>>>>
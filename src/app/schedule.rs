//! Load and timer signals, handed to views as cancellable subscriptions
//!
//! Background tasks only flip an atomic and request a repaint. Views poll
//! their subscriptions each frame, so everything observable happens on the
//! UI thread. Dropping a subscription cancels it, which is how a view's
//! teardown deregisters whatever it was waiting on.

use std::sync::atomic::{AtomicBool, Ordering};
use std::sync::Arc;
use std::time::Duration;
use tokio_util::sync::CancellationToken;
use tracing::trace;

/// One-shot signal. Fires at most once; never fires after cancellation.
pub struct Subscription {
    fired: Arc<AtomicBool>,
    token: CancellationToken,
}

impl Subscription {
    pub(crate) fn new(fired: Arc<AtomicBool>) -> Self {
        Self {
            fired,
            token: CancellationToken::new(),
        }
    }

    pub fn has_fired(&self) -> bool {
        !self.token.is_cancelled() && self.fired.load(Ordering::Acquire)
    }

    pub fn cancel(&self) {
        self.token.cancel();
    }

    pub(crate) fn token(&self) -> CancellationToken {
        self.token.clone()
    }
}

impl Drop for Subscription {
    fn drop(&mut self) {
        self.cancel();
    }
}

/// Source of the two asynchronous events views wait on
pub trait Scheduler {
    /// True once every startup asset has settled
    fn is_loaded(&self) -> bool;
    /// Fires when the startup assets settle
    fn on_load(&self) -> Subscription;
    /// Fires once after `delay`
    fn timeout(&self, delay: Duration) -> Subscription;
}

/// Process-wide "document loaded" flag, set once by the image prefetch
#[derive(Clone, Default)]
pub struct LoadLatch(Arc<AtomicBool>);

impl LoadLatch {
    pub fn set(&self) {
        self.0.store(true, Ordering::Release);
    }

    pub fn is_set(&self) -> bool {
        self.0.load(Ordering::Acquire)
    }

    fn flag(&self) -> Arc<AtomicBool> {
        self.0.clone()
    }
}

/// Scheduler backed by the app's tokio runtime
pub struct RuntimeScheduler {
    handle: tokio::runtime::Handle,
    ctx: egui::Context,
    latch: LoadLatch,
}

impl RuntimeScheduler {
    pub fn new(handle: tokio::runtime::Handle, ctx: egui::Context, latch: LoadLatch) -> Self {
        Self { handle, ctx, latch }
    }
}

impl Scheduler for RuntimeScheduler {
    fn is_loaded(&self) -> bool {
        self.latch.is_set()
    }

    fn on_load(&self) -> Subscription {
        Subscription::new(self.latch.flag())
    }

    fn timeout(&self, delay: Duration) -> Subscription {
        let fired = Arc::new(AtomicBool::new(false));
        let subscription = Subscription::new(fired.clone());
        let token = subscription.token();
        let ctx = self.ctx.clone();

        self.handle.spawn(async move {
            tokio::select! {
                _ = token.cancelled() => {
                    trace!(?delay, "Timer cancelled");
                }
                _ = tokio::time::sleep(delay) => {
                    fired.store(true, Ordering::Release);
                    ctx.request_repaint();
                }
            }
        });

        subscription
    }
}

#[cfg(test)]
pub(crate) mod manual {
    use super::{LoadLatch, Scheduler, Subscription};
    use std::cell::{Cell, RefCell};
    use std::sync::atomic::{AtomicBool, Ordering};
    use std::sync::Arc;
    use std::time::Duration;
    use tokio_util::sync::CancellationToken;

    struct Timer {
        deadline: Duration,
        fired: Arc<AtomicBool>,
        token: CancellationToken,
    }

    /// Test scheduler: load and time only move when the test says so
    #[derive(Default)]
    pub struct ManualScheduler {
        latch: LoadLatch,
        now: Cell<Duration>,
        timers: RefCell<Vec<Timer>>,
        tokens: RefCell<Vec<CancellationToken>>,
    }

    impl ManualScheduler {
        pub fn loaded() -> Self {
            let scheduler = Self::default();
            scheduler.fire_load();
            scheduler
        }

        pub fn fire_load(&self) {
            self.latch.set();
        }

        pub fn advance(&self, by: Duration) {
            self.now.set(self.now.get() + by);
            for timer in self.timers.borrow().iter() {
                if timer.deadline <= self.now.get() && !timer.token.is_cancelled() {
                    timer.fired.store(true, Ordering::Release);
                }
            }
        }

        /// Subscriptions handed out and not yet cancelled
        pub fn live_subscriptions(&self) -> usize {
            self.tokens
                .borrow()
                .iter()
                .filter(|t| !t.is_cancelled())
                .count()
        }

        pub fn timers_started(&self) -> usize {
            self.timers.borrow().len()
        }
    }

    impl Scheduler for ManualScheduler {
        fn is_loaded(&self) -> bool {
            self.latch.is_set()
        }

        fn on_load(&self) -> Subscription {
            let subscription = Subscription::new(self.latch.flag());
            self.tokens.borrow_mut().push(subscription.token());
            subscription
        }

        fn timeout(&self, delay: Duration) -> Subscription {
            let fired = Arc::new(AtomicBool::new(false));
            let subscription = Subscription::new(fired.clone());
            self.tokens.borrow_mut().push(subscription.token());
            self.timers.borrow_mut().push(Timer {
                deadline: self.now.get() + delay,
                fired,
                token: subscription.token(),
            });
            subscription
        }
    }
}
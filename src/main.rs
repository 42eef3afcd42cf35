#![windows_subsystem = "windows"]
//! Linkfolio - Main entry point

use mimalloc::MiMalloc;

#[global_allocator]
static GLOBAL: MiMalloc = MiMalloc;

mod app;
mod constants;
mod db;
mod settings;
mod theme;
mod types;
mod ui;
mod utils;

use app::App;
use constants::*;
use db::Database;
use eframe::egui;
use tracing::{error, info, warn};
use utils::get_data_dir;

/// Initialize file logging. Returns a guard that must be held for the app lifetime.
fn init_logging(data_dir: &std::path::Path) -> tracing_appender::non_blocking::WorkerGuard {
    use tracing_subscriber::{fmt, prelude::*, EnvFilter};

    let logs_dir = data_dir.join("logs");
    std::fs::create_dir_all(&logs_dir).ok();

    let file_appender = tracing_appender::rolling::daily(&logs_dir, "linkfolio.log");
    let (non_blocking, guard) = tracing_appender::non_blocking(file_appender);

    let env_filter = EnvFilter::try_from_default_env()
        .unwrap_or_else(|_| EnvFilter::new("info,linkfolio=debug"));

    tracing_subscriber::registry()
        .with(env_filter)
        .with(
            fmt::layer()
                .with_writer(non_blocking)
                .with_ansi(false)
                .with_target(true)
                .with_thread_ids(false)
                .with_file(true)
                .with_line_number(true),
        )
        .init();

    guard
}

/// On-disk store, or a session-only one if the file can't be opened
fn open_store(data_dir: &std::path::Path) -> Result<Database, db::StorageError> {
    let db_path = data_dir.join("linkfolio.db");
    match Database::open(&db_path) {
        Ok(db) => {
            info!(path = %db_path.display(), "Database opened");
            Ok(db)
        }
        Err(e) => {
            error!(error = %e, path = %db_path.display(), "Failed to open database, using in-memory store");
            Database::open_in_memory()
        }
    }
}

fn main() -> Result<(), Box<dyn std::error::Error>> {
    let data_dir = get_data_dir();
    std::fs::create_dir_all(&data_dir).ok();

    // Initialize logging - guard must live for entire app lifetime
    let _log_guard = init_logging(&data_dir);

    info!(version = APP_VERSION, "Linkfolio starting");

    let mut db = open_store(&data_dir)?;
    if let Err(e) = db.import_content(&data_dir.join("content.json")) {
        warn!(error = %e, "Ignoring unreadable content file");
    }

    // Load saved window position/size
    let settings = settings::Settings::load(&data_dir);
    let win_pos = settings.window_pos();
    let win_size = settings.window_size();

    let runtime = tokio::runtime::Runtime::new()?;

    let mut viewport = egui::ViewportBuilder::default()
        .with_inner_size(win_size.unwrap_or(egui::vec2(900.0, 900.0)))
        .with_min_inner_size([420.0, 600.0])
        .with_title(APP_NAME);

    if let Some((pixels, w, h)) = utils::rasterize_logo(128) {
        let icon = egui::IconData {
            rgba: pixels,
            width: w,
            height: h,
        };
        viewport = viewport.with_icon(std::sync::Arc::new(icon));
    }

    let needs_center = win_pos.is_none();

    if let Some(pos) = win_pos {
        viewport = viewport.with_position(pos);
    }

    let options = eframe::NativeOptions {
        viewport,
        ..Default::default()
    };

    eframe::run_native(
        APP_NAME,
        options,
        Box::new(move |cc| {
            let mut app = App::new(cc, db, settings, data_dir, runtime);
            app.needs_center = needs_center;
            Ok(Box::new(app))
        }),
    )?;
    Ok(())
}

impl eframe::App for App {
    fn update(&mut self, ctx: &egui::Context, _frame: &mut eframe::Frame) {
        // Track window position/size for saving on exit
        ctx.input(|i| {
            if let Some(rect) = i.viewport().outer_rect {
                self.window_pos = Some(rect.min);
            }
            if let Some(rect) = i.viewport().inner_rect {
                self.window_size = Some(rect.size());
            }
        });

        // Center window on first launch
        if self.needs_center {
            self.needs_center = false;
            if let Some(cmd) = egui::ViewportCommand::center_on_screen(ctx) {
                ctx.send_viewport_cmd(cmd);
            }
        }

        self.show_view(ctx);
    }

    fn on_exit(&mut self, _gl: Option<&eframe::glow::Context>) {
        info!(route = self.route.path(), "Application shutting down");
        self.save_settings();
    }
}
<<<<
● ACTIVITY: Print, exactly as written, the first line of the records above and each line after it until the line with "pub fn has_fired(&self)", which is printed too.

● RESULT OF THIS TASK:
filename src/app/schedule.rs
//! Load and timer signals, handed to views as cancellable subscriptions
//!
//! Background tasks only flip an atomic and request a repaint. Views poll
//! their subscriptions each frame, so everything observable happens on the
//! UI thread. Dropping a subscription cancels it, which is how a view's
//! teardown deregisters whatever it was waiting on.

use std::sync::atomic::{AtomicBool, Ordering};
use std::sync::Arc;
use std::time::Duration;
use tokio_util::sync::CancellationToken;
use tracing::trace;

/// One-shot signal. Fires at most once; never fires after cancellation.
pub struct Subscription {
    fired: Arc<AtomicBool>,
    token: CancellationToken,
}

impl Subscription {
    pub(crate) fn new(fired: Arc<AtomicBool>) -> Self {
        Self {
            fired,
            token: CancellationToken::new(),
        }
    }

    pub fn has_fired(&self) -> bool {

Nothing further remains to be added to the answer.